History
House, mostly late C19 to early C20, known as Dovey Bank until earlier C20. Part of Glandyfi Castle estate of Jeffreys family until 1906.
On the site of Melin y Garreg mill, possibly of C17 origins, disused in 1787, leased 1791 by Edward Jeffreys of Shrewsbury to Francis Chalmer, owner of a snuff-mill just upstream (now Mill House). By 1794 Chalmer had built a range 'intended to be made into a mill or manufactory' and there was a 'dwelling-house and counting-house or office' adjoining. By the 1845 tithe map, the site had a large rectangular building, apparently used as dwellings, but a mill only on the snuff-mill site. The 1841-61 census returns show labourers living on the site. The gentry house, Dovey Bank, was presumably remodelled from existing buildings in the late C19 as the outline is not very different in 1888 from 1845. At the 1871 census, occupied by Christina Jones, aged 72, gentlewoman, and in 1881, by Harriet B. Manley, aged 50, from Warwick.
It was probably remodelled after that for the agent to Glandyfi Castle, in mildly Gothic style consonant with the castle and Ranger Lodge. Shown in 1906 photograph as a basically three-bay house, without the SE block or so large a service range.
In 1906 described as recently enlarged and improved: with hall, good dining-room, drawing-room recently redecorated, small study, pantry, large kitchen, larder and offices. A part of the ground floor had not yet been restored but could be converted to three other rooms with bedrooms and dressing-rooms over. There were 4 bedrooms, store, boxroom, incomplete bathroom and a large and handsome drawing room upstairs. The house had been let from 1897 to C.R. Kenyon at low rent as he had covenanted to put the dwelling-house into fit and tenantable repair at his own expense.

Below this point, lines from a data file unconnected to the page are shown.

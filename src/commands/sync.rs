//! 协调相关命令 - 手动初始化与状态查询

use std::path::PathBuf;
use std::sync::atomic::Ordering;

use anyhow::{bail, Result};
use tokio::sync::mpsc;

use crate::config::AppConfig;
use crate::core::{classify, decide, MountStatus, ReconcileError, ReconcileEvent, ReconciliationAction};
use crate::AppState;

/// 解析目标驱动器当前的挂载点
///
/// 优先按卷标识查询，查询不到时退回最近一次已知挂载点（仍存在才算）。
pub async fn resolve_mount(state: &AppState, config: &AppConfig) -> Result<Option<PathBuf>> {
    if let Some(id) = &config.drive.drive_id {
        if let Some(path) = state.drives.resolve_mount_path(id).await? {
            return Ok(Some(path));
        }
    }
    if let Some(path) = &config.drive.drive_path {
        if path.is_dir() {
            return Ok(Some(path.clone()));
        }
    }
    Ok(None)
}

/// 手动初始化：立即协调全部受管链接
///
/// 没有取消路径，开始后一直执行到终态；调用方等待结果而不是发后不理。
pub async fn initialize(state: &AppState) -> Result<()> {
    let mut config = state.load_config();
    if !config.drive.is_configured() {
        bail!("尚未选定驱动器，请先执行 drivelink use <驱动器>");
    }

    if state.busy.swap(true, Ordering::SeqCst) {
        bail!("已有一次初始化在进行中");
    }
    let busy = state.busy.clone();
    scopeguard::defer! {
        busy.store(false, Ordering::SeqCst);
    }

    let mount_path = resolve_mount(state, &config)
        .await?
        .ok_or(ReconcileError::VolumeNotMounted)?;
    println!("目标驱动器挂载于 {}", mount_path.display());

    // 进度事件边产生边打印
    let (tx, mut rx) = mpsc::channel::<ReconcileEvent>(32);
    let printer = tokio::spawn(async move {
        while let Some(event) = rx.recv().await {
            println!("[{}] {}", event.link, event.message);
        }
    });

    let results = state
        .reconciler
        .reconcile_all(&config.links, Some(&mount_path), Some(tx))
        .await;
    let _ = printer.await;

    let mut failed = 0usize;
    for (name, result) in &results {
        if let Err(e) = result {
            failed += 1;
            eprintln!("[{}] 失败: {}", name, e);
        }
    }
    if failed > 0 {
        bail!("{} 条链接协调失败", failed);
    }

    config.drive.drive_path = Some(mount_path);
    config.initialized = true;
    config.save(&state.config_dir)?;
    println!("初始化完成");
    Ok(())
}

/// 展示每条链接的当前状态
pub async fn status(state: &AppState) -> Result<()> {
    let config = state.load_config();
    if !config.drive.is_configured() {
        println!("尚未选定驱动器");
        return Ok(());
    }

    let drive_name = config.drive.drive_name.clone().unwrap_or_else(|| "?".to_string());
    let mount = resolve_mount(state, &config).await?;
    match &mount {
        Some(path) => {
            let usage = state
                .drives
                .storage_usage(path)
                .await
                .unwrap_or(None)
                .unwrap_or_default();
            println!("驱动器 {} 已挂载于 {}  {}", drive_name, path.display(), usage);
        }
        None => println!("驱动器 {} 未挂载", drive_name),
    }

    for link in &config.links {
        let current = classify(&link.local_path);
        let mount_status = match &mount {
            Some(path) => MountStatus::Mounted {
                expected_target: link.expected_target(path),
            },
            None => MountStatus::Unmounted,
        };
        let action = decide(&link.local_path, &current, &mount_status);
        let verdict = if action == ReconciliationAction::NoOp {
            "正常"
        } else {
            "待协调"
        };
        println!(
            "  {}  {}  [{}]  {}",
            link.name,
            link.local_path.display(),
            current.describe(),
            verdict
        );
    }
    Ok(())
}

The Glandyfi estate was sold in 1906 to Lewis Pugh Pugh of Abermad, who sold on the principal houses, Glandyfi Castle and Dovey Bank. Dovey Bank was sold to Percy W. Boughton-Leigh, who probably altered the interiors, and added the large SE block and a gabled addition to the service range, all before 1916. Then sold to Rowland Pugh, a younger son of L.P. Pugh. He renamed it Voelas and lived there to 1946.
The front range with three ground floor rooms of average size may be the original mill, but with no obvious blocked openings. It has a large N end chimney and front right lateral chimney. The narrower parallel rear range with entrance hall and stairs is probably late C19. Aligned with this, to N, is the kitchen range. The stonework is continuous, but the large kitchen chimney suggests some earlier range incorporated here. The former stable yard is to W of the kitchen range, it had loose-box, stable and outhouses, altered to domestic use after 1906.
The SE block added c. 1906-16, with inglenook lounge under three bedrooms, is in matching style. The E side porch, and a bed-room built over the service yard may also be of 1906-16. The whole building has a uniform character with big tooled slate lintels and timber windows with Gothic top lights.